Working data:
use std::io::IsTerminal;
use std::path::Path;

use anyhow::{bail, Context, Result};
use clap::Parser;
use tracing::info;
use tracing_subscriber::{layer::SubscriberExt, util::SubscriberInitExt};

use canvas_rebrand::auth::{Credentials, IdentityProvider, LocalOperator};
use canvas_rebrand::cli::{Args, Command, CourseArgs, RewriteArgs, TargetArgs};
use canvas_rebrand::config::Config;
use canvas_rebrand::content::json_store::JsonCourse;
use canvas_rebrand::pipeline::course::{process_course, CourseReport, RunOptions};
use canvas_rebrand::pipeline::polish::{CommandRewriter, NameSwap, TextRewriter};
use canvas_rebrand::preview::palette_table;
use canvas_rebrand::registry::{Institution, PaletteRegistry};
use canvas_rebrand::rewrite::{ChangeLog, Rewriter, TokenClass};

fn main() -> Result<()> {
    let args = Args::parse();

    let filter = if args.debug {
        tracing_subscriber::EnvFilter::new("debug")
    } else if args.verbose {
        tracing_subscriber::EnvFilter::new("info")
    } else {
        tracing_subscriber::EnvFilter::new("warn")
    };
    tracing_subscriber::registry()
        .with(filter)
        .with(tracing_subscriber::fmt::layer().with_writer(std::io::stderr))
        .init();

    let config = match &args.config {
        Some(path) => Config::load(path)?,
        None => Config::default(),
    };
    let registry = PaletteRegistry::laccd().context("built-in palette table is malformed")?;
    info!(institutions = registry.institutions().len(), "palette registry ready");

    match args.command {
        Command::List { plain } => {
            let styled = !plain && std::io::stdout().is_terminal();
            print!("{}", palette_table(&registry, styled));
            Ok(())
        }
        Command::Rewrite(rewrite) => rewrite_files(&registry, &config, rewrite),
        Command::Scan { files, target } => scan_files(&registry, &config, &files, target),
        Command::Course(course) => run_course(&registry, &config, course),
    }
}

fn resolve_target<'r>(
    registry: &'r PaletteRegistry,
    config: &Config,
    flag: Option<String>,
) -> Result<&'r Institution> {
    match config.target_or(flag) {
        Some(name) => Ok(registry.resolve(&name)?),
        None => Ok(registry.default_target()),
    }
}

fn read_html(path: &Path) -> Result<String> {
    std::fs::read_to_string(path).with_context(|| {
        if !path.exists() {
            format!("file not found: {}", path.display())
        } else {
            format!("failed to read {}", path.display())
        }
    })
}

fn print_changes(label: &str, changes: &ChangeLog) {
    if changes.is_empty() {
        eprintln!("{label}: no changes");
        return;
    }
    eprintln!("{label}: {} change(s)", changes.len());
    for change in changes {
        eprintln!("  {change}");
    }
}

fn rewrite_files(registry: &PaletteRegistry, config: &Config, args: RewriteArgs) -> Result<()> {
    if args.output.is_some() && args.files.len() > 1 {
        bail!("--output accepts a single input file");
    }
    let target = resolve_target(registry, config, args.target.target)?;
    let mode = config.mode_or(args.target.mode);
    let rewriter = Rewriter::new(registry);

    for path in &args.files {
        let html = read_html(path)?;
        let result = rewriter.rewrite_to(&html, target, mode);
        print_changes(&path.display().to_string(), &result.changes);

        if args.write {
            if result.is_changed() {
                std::fs::write(path, &result.text)
                    .with_context(|| format!("failed to write {}", path.display()))?;
            }
        } else if let Some(output) = &args.output {
            std::fs::write(output, &result.text)
                .with_context(|| format!("failed to write {}", output.display()))?;
        } else {
            print!("{}", result.text);
        }
    }
    Ok(())
}

fn scan_files(
    registry: &PaletteRegistry,
    config: &Config,
    files: &[std::path::PathBuf],
    target: TargetArgs,
) -> Result<()> {
    let target = resolve_target(registry, config, target.target)?;
    let rewriter = Rewriter::new(registry);

    for path in files {
        let html = read_html(path)?;
        let tokens = rewriter.scan(&html, &target.id)?;
        for token in tokens {
            let class = match &token.class {
                TokenClass::Target(role) => format!("{role} of target"),
                TokenClass::Foreign { owner, role } => format!("{role} of {owner}"),
                TokenClass::Unknown => "unknown".to_string(),
            };
            println!("{}:{}: {} {}", path.display(), token.offset, token.color, class);
        }
    }
    Ok(())
}

fn run_course(registry: &PaletteRegistry, config: &Config, args: CourseArgs) -> Result<()> {
    let name = args
        .operator
        .clone()
        .or_else(|| std::env::var("USER").ok())
        .unwrap_or_default();
    let operator = LocalOperator::new(config.operators.iter().cloned())
        .authenticate(&Credentials::new(name))?;

    let target = resolve_target(registry, config, args.target.target.clone())?;
    let options = RunOptions {
        target: target.id.clone(),
        mode: config.mode_or(args.target.mode),
        dry_run: !args.apply,
        model: config.model_or(args.model.clone()),
    };

    let polisher: Option<Box<dyn TextRewriter>> = if args.rename {
        Some(Box::new(NameSwap::new(registry)))
    } else {
        let command: Vec<String> = match &args.polish_cmd {
            Some(cmd) => cmd.split_whitespace().map(str::to_string).collect(),
            None => config.polish_command.clone(),
        };
        command.split_first().map(|(program, rest)| {
            Box::new(CommandRewriter::new(registry, program.clone(), rest.to_vec()))
                as Box<dyn TextRewriter>
        })
    };

    let mut store = JsonCourse::open(&args.export)?;
    let rewriter = Rewriter::new(registry);
    let report = process_course(
        &operator,
        &mut store,
        &rewriter,
        polisher.as_deref(),
        &options,
    )?;

    println!(
        "Course {:?} -> {} ({})",
        store.name(),
        target.display_name,
        if report.dry_run { "DRY RUN" } else { "LIVE" }
    );
    print_report(&report);

    if args.apply && store.is_dirty() {
        match &args.output {
            Some(output) => store.save_to(output)?,
            None => store.save()?,
        }
        println!("LIVE complete! {} item(s) saved.", report.total_updated());
    } else if report.dry_run {
        println!("DRY RUN complete! No changes were written.");
    } else {
        println!("LIVE complete! Nothing needed changing.");
    }
    Ok(())
}

fn print_report(report: &CourseReport) {
    for ((_, result), line) in report.kinds.iter().zip(report.summary_lines()) {
        println!("{line}");
        let Ok(stats) = result else {
            continue;
        };
        for item in &stats.items {
            println!("  - {}", item.title);
            for change in &item.changes {
                println!("      {change}");
            }
            if item.polished {
                println!("      (institution names rewritten)");
            }
        }
    }
}
//! Rewrites a decoded index buffer from GIF's 4-pass interlace order into
//! raster (top-to-bottom) order.

/// `(starting_row, row_stride)` for each of the 4 interlace passes, in the
/// order rows for each pass are stored in the compressed stream.
const PASSES: [(usize, usize); 4] = [(0, 8), (4, 8), (2, 4), (1, 2)];

/// Reorders `data`, which holds `width * height` indices written in
/// interlace-pass order, into raster order, in place.
pub(crate) fn deinterlace(data: &mut [u8], width: u16, height: u16) {
    let width = width as usize;
    let height = height as usize;

    let mut out = vec![0u8; data.len()];
    let mut src_row = 0usize;

    for &(start, stride) in &PASSES {
        if start >= height {
            continue;
        }
        let num_rows = (height - start).div_ceil(stride);
        for k in 0..num_rows {
            let dst_row = start + k * stride;
            let src_off = src_row * width;
            let dst_off = dst_row * width;
            out[dst_off..dst_off + width].copy_from_slice(&data[src_off..src_off + width]);
            src_row += 1;
        }
    }

    data.copy_from_slice(&out);
}
//! A single decoded sub-image (one animation frame).

use crate::color_table::ColorTable;
use crate::frame::GraphicControl;
use crate::gif::Gif;

/// One decoded frame: position and size within the logical screen, its
/// own local palette if it has one, graphic control metadata if a
/// Graphic Control Extension preceded it, and its de-interlaced palette
/// indices in raster order.
#[derive(Clone, PartialEq, Eq, Debug)]
pub struct Image {
    pub x: u16,
    pub y: u16,
    pub width: u16,
    pub height: u16,
    pub local_color_table: Option<ColorTable>,
    pub graphic_control: Option<GraphicControl>,
    pub indices: Vec<u8>,
}

impl Image {
    /// The color table in force for this image: its own local table if
    /// present, otherwise the parent `Gif`'s global table. `None` only
    /// for a malformed container (invariant 4 of the decoder's data model
    /// forbids this after a successful parse).
    pub fn palette<'a>(&'a self, gif: &'a Gif) -> Option<&'a ColorTable> {
        self.local_color_table
            .as_ref()
            .or(gif.global_color_table.as_ref())
    }
}

#[cfg(test)]
mod tests {
    use super::*;
    use crate::gif::Version;

    fn table(n: usize) -> ColorTable {
        ColorTable::from_bytes(&vec![0u8; n * 3])
    }

    #[test]
    fn prefers_local_over_global_palette() {
        let gif = Gif {
            version: Version::Gif89a,
            width: 1,
            height: 1,
            bg_index: 0,
            global_color_table: Some(table(2)),
            images: Vec::new(),
        };
        let img = Image {
            x: 0,
            y: 0,
            width: 1,
            height: 1,
            local_color_table: Some(table(4)),
            graphic_control: None,
            indices: vec![0],
        };
        assert_eq!(img.palette(&gif).unwrap().num_colors(), 4);
    }

    #[test]
    fn falls_back_to_global_palette() {
        let gif = Gif {
            version: Version::Gif89a,
            width: 1,
            height: 1,
            bg_index: 0,
            global_color_table: Some(table(2)),
            images: Vec::new(),
        };
        let img = Image {
            x: 0,
            y: 0,
            width: 1,
            height: 1,
            local_color_table: None,
            graphic_control: None,
            indices: vec![0],
        };
        assert_eq!(img.palette(&gif).unwrap().num_colors(), 2);
    }
}
use std::io::{self, Write};
use std::process::ExitCode;

use clap::Parser;

use gifdecode::Gif;

/// Loads a GIF file and prints its decoded structure.
#[derive(Parser)]
#[command(version, about = "Loads and displays the decoded structure of a GIF file.")]
struct Args {
    /// Input file name
    file: String,
}

fn main() -> ExitCode {
    env_logger::init();

    let args = Args::parse();

    let data = match std::fs::read(&args.file) {
        Ok(data) => data,
        Err(e) => {
            let _ = writeln!(io::stderr(), "cannot read {}: {}", args.file, e);
            return ExitCode::FAILURE;
        }
    };

    match Gif::parse(&data) {
        Ok(gif) => {
            print_gif(&gif);
            ExitCode::SUCCESS
        }
        Err(e) => {
            let _ = writeln!(io::stderr(), "cannot decode {}: {}", args.file, e);
            ExitCode::FAILURE
        }
    }
}

fn print_gif(gif: &Gif) {
    println!("GIF image:");
    println!("  Version: {:?}", gif.version);
    println!("  Logical screen: {}x{}", gif.width, gif.height);
    match &gif.global_color_table {
        Some(t) => println!(
            "  Global color table: {} colors (background index {})",
            t.num_colors(),
            gif.bg_index
        ),
        None => println!("  Global color table: none"),
    }
    println!("  Frames: {}", gif.images.len());

    for (i, image) in gif.images.iter().enumerate() {
        println!("  Frame {}:", i);
        println!("    Position: ({}, {})", image.x, image.y);
        println!("    Size: {}x{}", image.width, image.height);
        match &image.local_color_table {
            Some(t) => println!("    Local color table: {} colors", t.num_colors()),
            None => println!("    Local color table: none"),
        }
        match &image.graphic_control {
            Some(gc) => {
                println!("    Disposal method: {:?}", gc.disposal_method);
                println!("    Delay: {} ms", gc.delay_time_ms());
                match gc.transparent_index {
                    Some(idx) => println!("    Transparent index: {}", idx),
                    None => println!("    Transparent index: none"),
                }
            }
            None => println!("    Graphic control: none"),
        }
    }
}
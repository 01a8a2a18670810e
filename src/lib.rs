//! A GIF87a/GIF89a decoder: parses the logical screen descriptor, palettes,
//! image descriptors and Graphic Control Extensions, and runs the
//! variable-width LZW and interlace stages, producing fully decoded
//! animation frames as palette-index buffers.
//!
//! ```no_run
//! let data = std::fs::read("example.gif").unwrap();
//! let gif = gifdecode::Gif::parse(&data).unwrap();
//! for image in &gif.images {
//!     let _palette = image.palette(&gif);
//! }
//! ```

mod color_table;
mod cursor;
mod error;
mod frame;
mod gif;
mod image;
mod interlace;
mod lzw;

pub use color_table::ColorTable;
pub use error::{Error, Result};
pub use frame::{DisposalMethod, GraphicControl};
pub use gif::{Gif, Version};
pub use image::Image;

Exercise: Determine the number of lines in the preceding data that contain the word "ExitCode". Reply with that number only.

Reply: 5